* _ABOUT THIS EXERCISE_
Please return every line below that contains the string "merge".

Data extracted from a collection

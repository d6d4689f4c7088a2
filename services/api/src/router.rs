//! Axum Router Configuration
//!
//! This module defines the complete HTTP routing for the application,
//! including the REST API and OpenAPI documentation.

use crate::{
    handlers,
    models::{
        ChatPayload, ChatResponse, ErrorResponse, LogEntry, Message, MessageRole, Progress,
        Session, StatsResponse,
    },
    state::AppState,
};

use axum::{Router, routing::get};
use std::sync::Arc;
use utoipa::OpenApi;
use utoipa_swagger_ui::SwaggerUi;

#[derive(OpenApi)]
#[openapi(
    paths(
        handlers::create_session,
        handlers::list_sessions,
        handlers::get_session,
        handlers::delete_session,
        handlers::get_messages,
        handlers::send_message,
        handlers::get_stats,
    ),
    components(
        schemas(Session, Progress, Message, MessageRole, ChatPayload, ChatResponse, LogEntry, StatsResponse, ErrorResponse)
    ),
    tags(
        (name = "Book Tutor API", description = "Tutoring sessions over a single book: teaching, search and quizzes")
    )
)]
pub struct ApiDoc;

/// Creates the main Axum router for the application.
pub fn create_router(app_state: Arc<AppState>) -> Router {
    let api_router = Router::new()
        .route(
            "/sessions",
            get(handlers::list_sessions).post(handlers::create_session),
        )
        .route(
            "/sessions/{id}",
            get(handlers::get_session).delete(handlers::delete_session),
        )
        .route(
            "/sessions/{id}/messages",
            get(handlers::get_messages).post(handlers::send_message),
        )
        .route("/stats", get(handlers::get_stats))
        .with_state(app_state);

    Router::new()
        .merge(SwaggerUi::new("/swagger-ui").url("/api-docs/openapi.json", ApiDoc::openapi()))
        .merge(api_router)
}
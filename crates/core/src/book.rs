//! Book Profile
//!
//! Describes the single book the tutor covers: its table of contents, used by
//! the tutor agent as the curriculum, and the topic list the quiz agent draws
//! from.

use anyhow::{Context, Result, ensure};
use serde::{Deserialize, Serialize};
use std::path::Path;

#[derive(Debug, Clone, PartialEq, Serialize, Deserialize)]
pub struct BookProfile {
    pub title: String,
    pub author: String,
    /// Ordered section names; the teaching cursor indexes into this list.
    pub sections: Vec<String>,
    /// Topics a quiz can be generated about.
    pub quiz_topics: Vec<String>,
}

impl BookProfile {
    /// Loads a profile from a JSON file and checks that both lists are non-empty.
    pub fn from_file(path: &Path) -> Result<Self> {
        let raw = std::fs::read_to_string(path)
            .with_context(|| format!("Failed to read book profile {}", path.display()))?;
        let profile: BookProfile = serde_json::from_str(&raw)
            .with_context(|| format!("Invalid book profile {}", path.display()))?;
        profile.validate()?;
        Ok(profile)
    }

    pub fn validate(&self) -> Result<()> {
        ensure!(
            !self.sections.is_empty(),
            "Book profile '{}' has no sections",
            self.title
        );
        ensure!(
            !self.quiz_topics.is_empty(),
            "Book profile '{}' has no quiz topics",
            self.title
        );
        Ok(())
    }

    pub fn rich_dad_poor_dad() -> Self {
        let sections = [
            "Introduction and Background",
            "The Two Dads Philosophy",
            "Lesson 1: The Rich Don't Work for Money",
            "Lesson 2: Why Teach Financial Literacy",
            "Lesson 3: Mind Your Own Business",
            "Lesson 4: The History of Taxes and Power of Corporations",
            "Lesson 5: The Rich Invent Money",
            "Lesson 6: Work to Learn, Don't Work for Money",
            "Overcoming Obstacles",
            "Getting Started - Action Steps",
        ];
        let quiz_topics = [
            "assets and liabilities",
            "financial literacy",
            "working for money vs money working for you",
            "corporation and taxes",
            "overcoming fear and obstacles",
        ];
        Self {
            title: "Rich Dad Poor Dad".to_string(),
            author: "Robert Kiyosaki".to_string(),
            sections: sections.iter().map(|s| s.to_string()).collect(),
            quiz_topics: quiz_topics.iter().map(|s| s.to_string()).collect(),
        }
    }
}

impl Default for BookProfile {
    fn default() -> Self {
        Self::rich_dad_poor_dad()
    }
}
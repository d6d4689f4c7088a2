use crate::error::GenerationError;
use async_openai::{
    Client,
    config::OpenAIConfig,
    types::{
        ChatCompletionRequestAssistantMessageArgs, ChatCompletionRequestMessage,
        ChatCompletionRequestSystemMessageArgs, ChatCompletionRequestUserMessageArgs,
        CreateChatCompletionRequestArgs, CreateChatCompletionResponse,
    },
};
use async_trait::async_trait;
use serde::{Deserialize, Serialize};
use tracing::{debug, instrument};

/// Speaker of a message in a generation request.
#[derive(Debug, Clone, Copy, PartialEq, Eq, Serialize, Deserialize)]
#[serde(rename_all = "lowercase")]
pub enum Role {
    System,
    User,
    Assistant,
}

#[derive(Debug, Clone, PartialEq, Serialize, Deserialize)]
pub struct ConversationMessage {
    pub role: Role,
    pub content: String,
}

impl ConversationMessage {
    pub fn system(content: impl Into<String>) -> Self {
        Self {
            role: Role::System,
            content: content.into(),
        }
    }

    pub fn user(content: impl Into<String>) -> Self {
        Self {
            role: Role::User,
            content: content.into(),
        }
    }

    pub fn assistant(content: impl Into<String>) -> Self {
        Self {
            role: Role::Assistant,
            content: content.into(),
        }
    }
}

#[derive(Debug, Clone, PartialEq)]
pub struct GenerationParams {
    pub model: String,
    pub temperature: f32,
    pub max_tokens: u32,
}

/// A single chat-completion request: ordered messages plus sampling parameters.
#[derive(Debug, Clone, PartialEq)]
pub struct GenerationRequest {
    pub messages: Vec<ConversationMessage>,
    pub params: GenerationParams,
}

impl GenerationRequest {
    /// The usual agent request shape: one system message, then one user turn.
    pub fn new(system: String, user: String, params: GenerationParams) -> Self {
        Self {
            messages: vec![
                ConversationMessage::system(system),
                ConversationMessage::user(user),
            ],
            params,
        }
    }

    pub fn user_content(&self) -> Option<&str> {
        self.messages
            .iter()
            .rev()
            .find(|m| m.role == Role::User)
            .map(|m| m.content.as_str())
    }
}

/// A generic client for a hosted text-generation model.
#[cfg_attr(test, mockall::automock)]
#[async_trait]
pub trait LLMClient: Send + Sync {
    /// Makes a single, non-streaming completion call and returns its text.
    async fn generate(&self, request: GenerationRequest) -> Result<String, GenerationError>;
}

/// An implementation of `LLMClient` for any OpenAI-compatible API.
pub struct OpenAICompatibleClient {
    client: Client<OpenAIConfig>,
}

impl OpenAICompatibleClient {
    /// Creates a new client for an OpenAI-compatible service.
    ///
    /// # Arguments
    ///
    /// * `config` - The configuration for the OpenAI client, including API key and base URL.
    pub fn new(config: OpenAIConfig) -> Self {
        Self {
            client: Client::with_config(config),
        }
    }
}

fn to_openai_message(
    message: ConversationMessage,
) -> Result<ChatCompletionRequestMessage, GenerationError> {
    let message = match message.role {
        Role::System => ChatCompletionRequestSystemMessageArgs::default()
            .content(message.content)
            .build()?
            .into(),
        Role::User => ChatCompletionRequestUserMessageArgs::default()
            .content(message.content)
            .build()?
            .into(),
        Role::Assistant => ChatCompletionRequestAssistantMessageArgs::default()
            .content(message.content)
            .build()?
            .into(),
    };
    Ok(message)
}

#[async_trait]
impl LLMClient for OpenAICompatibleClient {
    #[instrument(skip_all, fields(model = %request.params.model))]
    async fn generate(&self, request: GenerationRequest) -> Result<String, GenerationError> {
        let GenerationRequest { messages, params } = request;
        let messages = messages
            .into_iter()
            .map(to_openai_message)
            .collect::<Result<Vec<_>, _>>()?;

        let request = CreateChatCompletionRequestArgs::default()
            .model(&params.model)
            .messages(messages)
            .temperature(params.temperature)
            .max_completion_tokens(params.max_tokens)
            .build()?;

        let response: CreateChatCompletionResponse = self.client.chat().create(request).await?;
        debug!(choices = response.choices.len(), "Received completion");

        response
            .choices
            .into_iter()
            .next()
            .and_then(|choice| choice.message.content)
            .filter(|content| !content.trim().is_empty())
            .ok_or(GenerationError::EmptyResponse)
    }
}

* _RESPONSE FOR THIS EXERCISE_
        .merge(SwaggerUi::new("/swagger-ui").url("/api-docs/openapi.json", ApiDoc::openapi()))
        .merge(api_router)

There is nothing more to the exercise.